[MATERIAL SHOWN]
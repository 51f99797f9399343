//! Comparison helpers for the VM: equality, ordering, membership and the fallible
//! stable sort behind `sorted` and `list.sort`.

use std::cmp::Ordering;

use super::VM;
use crate::{
    args::ArgValues,
    bytecode::CompareKind,
    exception::{ExcType, RunResult},
    heap::{HeapData, HeapId},
    io::PrintWriter,
    resource::ResourceTracker,
    types::{DictKey, Set},
    value::Value,
};

impl<T: ResourceTracker, P: PrintWriter> VM<'_, T, P> {
    /// `COMPARE_OP`
    pub(super) fn compare_op(&mut self, kind: CompareKind, lhs: Value, rhs: Value) -> RunResult<Value> {
        let result = match kind {
            CompareKind::Eq => self.values_equal(&lhs, &rhs)?,
            CompareKind::Ne => match self.call_dunder(&lhs, "__ne__", vec![rhs.clone()])? {
                Some(result) => self.truthy(&result)?,
                None => !self.values_equal(&lhs, &rhs)?,
            },
            CompareKind::Lt | CompareKind::Le | CompareKind::Gt | CompareKind::Ge => {
                self.compare_order(kind, &lhs, &rhs)?
            }
            CompareKind::In => self.contains(&rhs, &lhs)?,
            CompareKind::NotIn => !self.contains(&rhs, &lhs)?,
            CompareKind::Is => lhs.is_identical(&rhs),
            CompareKind::IsNot => !lhs.is_identical(&rhs),
            CompareKind::ExcMatch => self.exception_matches(&lhs, &rhs)?,
        };
        Ok(Value::Bool(result))
    }

    /// `==`: structural for builtin containers, `__eq__` on user instances, identity
    /// otherwise.
    pub(crate) fn values_equal(&mut self, lhs: &Value, rhs: &Value) -> RunResult<bool> {
        if let (Some(a), Some(b)) = (lhs.as_int(), rhs.as_int()) {
            return Ok(a == b);
        }
        if let (Some(a), Some(b)) = (lhs.as_float(), rhs.as_float()) {
            return Ok(a == b);
        }
        let (a, b) = match (lhs, rhs) {
            (Value::Str(a), Value::Str(b)) => return Ok(a == b),
            (Value::Ref(a), Value::Ref(b)) => (*a, *b),
            (Value::Ref(_), _) | (_, Value::Ref(_)) => return self.dunder_eq(lhs, rhs).map(|eq| eq.unwrap_or(false)),
            _ => return Ok(lhs.is_identical(rhs)),
        };
        if a == b {
            return Ok(true);
        }
        if let Some(eq) = self.dunder_eq(lhs, rhs)? {
            return Ok(eq);
        }
        self.heap_equal(a, b)
    }

    /// `__eq__` from either side, `None` when neither operand defines it.
    fn dunder_eq(&mut self, lhs: &Value, rhs: &Value) -> RunResult<Option<bool>> {
        let result = match self.call_dunder(lhs, "__eq__", vec![rhs.clone()])? {
            Some(result) => result,
            None => match self.call_dunder(rhs, "__eq__", vec![lhs.clone()])? {
                Some(result) => result,
                None => return Ok(None),
            },
        };
        self.truthy(&result).map(Some)
    }

    fn heap_equal(&mut self, a: HeapId, b: HeapId) -> RunResult<bool> {
        match (self.heap.get(a), self.heap.get(b)) {
            (HeapData::List(x), HeapData::List(y)) | (HeapData::Tuple(x), HeapData::Tuple(y)) => {
                if x.len() != y.len() {
                    return Ok(false);
                }
                let (x, y) = (x.clone(), y.clone());
                for (left, right) in x.iter().zip(&y) {
                    if !left.is_identical(right) && !self.values_equal(left, right)? {
                        return Ok(false);
                    }
                }
                Ok(true)
            }
            (HeapData::Dict(x), HeapData::Dict(y)) => {
                if x.len() != y.len() {
                    return Ok(false);
                }
                let mut pairs = Vec::with_capacity(x.len());
                for (hash, _, value) in x.entries() {
                    match y.get(hash) {
                        Some(other) => pairs.push((value.clone(), other.clone())),
                        None => return Ok(false),
                    }
                }
                for (left, right) in pairs {
                    if !left.is_identical(&right) && !self.values_equal(&left, &right)? {
                        return Ok(false);
                    }
                }
                Ok(true)
            }
            (HeapData::Set(x), HeapData::Set(y)) => {
                Ok(x.len() == y.len() && x.entries().all(|(hash, _)| y.contains(hash)))
            }
            (HeapData::Range(x), HeapData::Range(y)) => {
                let len = x.len();
                Ok(len == y.len() && (len == 0 || (x.start == y.start && (len == 1 || x.step == y.step))))
            }
            _ => Ok(false),
        }
    }

    /// `<`, `<=`, `>` and `>=`.
    pub(crate) fn compare_order(&mut self, kind: CompareKind, lhs: &Value, rhs: &Value) -> RunResult<bool> {
        if let Some(ordering) = self.builtin_ordering(lhs, rhs)? {
            return Ok(match ordering {
                Some(ordering) => match kind {
                    CompareKind::Lt => ordering == Ordering::Less,
                    CompareKind::Le => ordering != Ordering::Greater,
                    CompareKind::Gt => ordering == Ordering::Greater,
                    _ => ordering != Ordering::Less,
                },
                // NaN compares false every way.
                None => false,
            });
        }
        if let Some(result) = self.set_ordering(kind, lhs, rhs) {
            return Ok(result);
        }

        let (method, reflected) = match kind {
            CompareKind::Lt => ("__lt__", "__gt__"),
            CompareKind::Le => ("__le__", "__ge__"),
            CompareKind::Gt => ("__gt__", "__lt__"),
            _ => ("__ge__", "__le__"),
        };
        let result = match self.call_dunder(lhs, method, vec![rhs.clone()])? {
            Some(result) => result,
            None => match self.call_dunder(rhs, reflected, vec![lhs.clone()])? {
                Some(result) => result,
                None => {
                    return Err(ExcType::type_error(format!(
                        "'{kind}' not supported between instances of '{}' and '{}'",
                        lhs.type_name(self.heap),
                        rhs.type_name(self.heap)
                    )));
                }
            },
        };
        self.truthy(&result)
    }

    /// Ordering of numbers, strings and same-typed sequences. The outer `None` means
    /// the operands are not builtin-comparable; the inner `None` is an unordered float.
    fn builtin_ordering(&mut self, lhs: &Value, rhs: &Value) -> RunResult<Option<Option<Ordering>>> {
        if let (Some(a), Some(b)) = (lhs.as_int(), rhs.as_int()) {
            return Ok(Some(Some(a.cmp(&b))));
        }
        if let (Some(a), Some(b)) = (lhs.as_float(), rhs.as_float()) {
            return Ok(Some(a.partial_cmp(&b)));
        }
        let (a, b) = match (lhs, rhs) {
            (Value::Str(a), Value::Str(b)) => return Ok(Some(Some(a.cmp(b)))),
            (Value::Ref(a), Value::Ref(b)) => (*a, *b),
            _ => return Ok(None),
        };
        let (x, y) = match (self.heap.get(a), self.heap.get(b)) {
            (HeapData::List(x), HeapData::List(y)) | (HeapData::Tuple(x), HeapData::Tuple(y)) => (x.clone(), y.clone()),
            _ => return Ok(None),
        };
        for (left, right) in x.iter().zip(&y) {
            if left.is_identical(right) || self.values_equal(left, right)? {
                continue;
            }
            let less = self.compare_order(CompareKind::Lt, left, right)?;
            return Ok(Some(Some(if less { Ordering::Less } else { Ordering::Greater })));
        }
        Ok(Some(Some(x.len().cmp(&y.len()))))
    }

    /// Subset comparisons between two sets.
    fn set_ordering(&self, kind: CompareKind, lhs: &Value, rhs: &Value) -> Option<bool> {
        let (HeapData::Set(x), HeapData::Set(y)) = (self.heap.get(lhs.ref_id()?), self.heap.get(rhs.ref_id()?)) else {
            return None;
        };
        let subset = |a: &Set, b: &Set| a.entries().all(|(hash, _)| b.contains(hash));
        Some(match kind {
            CompareKind::Lt => x.len() < y.len() && subset(x, y),
            CompareKind::Le => subset(x, y),
            CompareKind::Gt => x.len() > y.len() && subset(y, x),
            _ => subset(y, x),
        })
    }

    /// `item in container`
    pub(crate) fn contains(&mut self, container: &Value, item: &Value) -> RunResult<bool> {
        let id = match container {
            Value::Str(text) => {
                return match item {
                    Value::Str(needle) => Ok(text.contains(&**needle)),
                    other => Err(ExcType::type_error(format!(
                        "'in <string>' requires string as left operand, not {}",
                        other.type_name(self.heap)
                    ))),
                };
            }
            Value::Ref(id) => *id,
            other => {
                return Err(ExcType::type_error(format!(
                    "argument of type '{}' is not iterable",
                    other.type_name(self.heap)
                )));
            }
        };
        match self.heap.get(id) {
            HeapData::List(items) | HeapData::Tuple(items) => {
                let items = items.clone();
                self.any_equal(&items, item)
            }
            HeapData::Dict(dict) => {
                let key = DictKey::new(item, self.heap)?;
                Ok(dict.contains(&key))
            }
            HeapData::Set(set) => {
                let key = DictKey::new(item, self.heap)?;
                Ok(set.contains(&key))
            }
            HeapData::Range(range) => Ok(match item {
                Value::Float(f) if f.fract() == 0.0 => range.contains(*f as i64),
                other => other.as_int().is_some_and(|n| range.contains(n)),
            }),
            HeapData::Instance(_) => {
                if let Some(result) = self.call_dunder(container, "__contains__", vec![item.clone()])? {
                    return self.truthy(&result);
                }
                let items = self.collect_iterable(container.clone())?;
                self.any_equal(&items, item)
            }
            HeapData::Iter(_) | HeapData::Generator(_) => {
                let items = self.collect_iterable(container.clone())?;
                self.any_equal(&items, item)
            }
            other => Err(ExcType::type_error(format!(
                "argument of type '{}' is not iterable",
                other.type_name()
            ))),
        }
    }

    fn any_equal(&mut self, items: &[Value], item: &Value) -> RunResult<bool> {
        for candidate in items {
            if candidate.is_identical(item) || self.values_equal(candidate, item)? {
                return Ok(true);
            }
        }
        Ok(false)
    }

    /// Stable sort by `key(item)` (or the items themselves) using `<`.
    ///
    /// A merge sort, so a failing or inconsistent comparison surfaces as an error
    /// instead of a scrambled order.
    pub(crate) fn sort_values(&mut self, items: Vec<Value>, key: Option<Value>, reverse: bool) -> RunResult<Vec<Value>> {
        let mut keyed = Vec::with_capacity(items.len());
        for item in items {
            let sort_key = match &key {
                Some(func) => self.call_sync(func.clone(), ArgValues::positional(vec![item.clone()]))?,
                None => item.clone(),
            };
            keyed.push((sort_key, item));
        }
        let sorted = self.merge_sort(keyed, reverse)?;
        Ok(sorted.into_iter().map(|(_, item)| item).collect())
    }

    fn merge_sort(&mut self, mut items: Vec<(Value, Value)>, reverse: bool) -> RunResult<Vec<(Value, Value)>> {
        if items.len() <= 1 {
            return Ok(items);
        }
        let right = items.split_off(items.len() / 2);
        let left = self.merge_sort(items, reverse)?;
        let right = self.merge_sort(right, reverse)?;

        let mut merged = Vec::with_capacity(left.len() + right.len());
        let mut left = left.into_iter().peekable();
        let mut right = right.into_iter().peekable();
        while let (Some(l), Some(r)) = (left.peek(), right.peek()) {
            // Take from the right only when strictly before the left; ties keep input order.
            let right_first = if reverse {
                self.compare_order(CompareKind::Lt, &l.0, &r.0)?
            } else {
                self.compare_order(CompareKind::Lt, &r.0, &l.0)?
            };
            let next = if right_first { right.next() } else { left.next() };
            merged.extend(next);
        }
        merged.extend(left);
        merged.extend(right);
        Ok(merged)
    }
}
[/MATERIAL SHOWN]
### EXERCISE REQUIREMENTS
Looking at the records above, please work out how many lines contain "push" and state only that number.

### RESPONSE TO THIS EXERCISE
2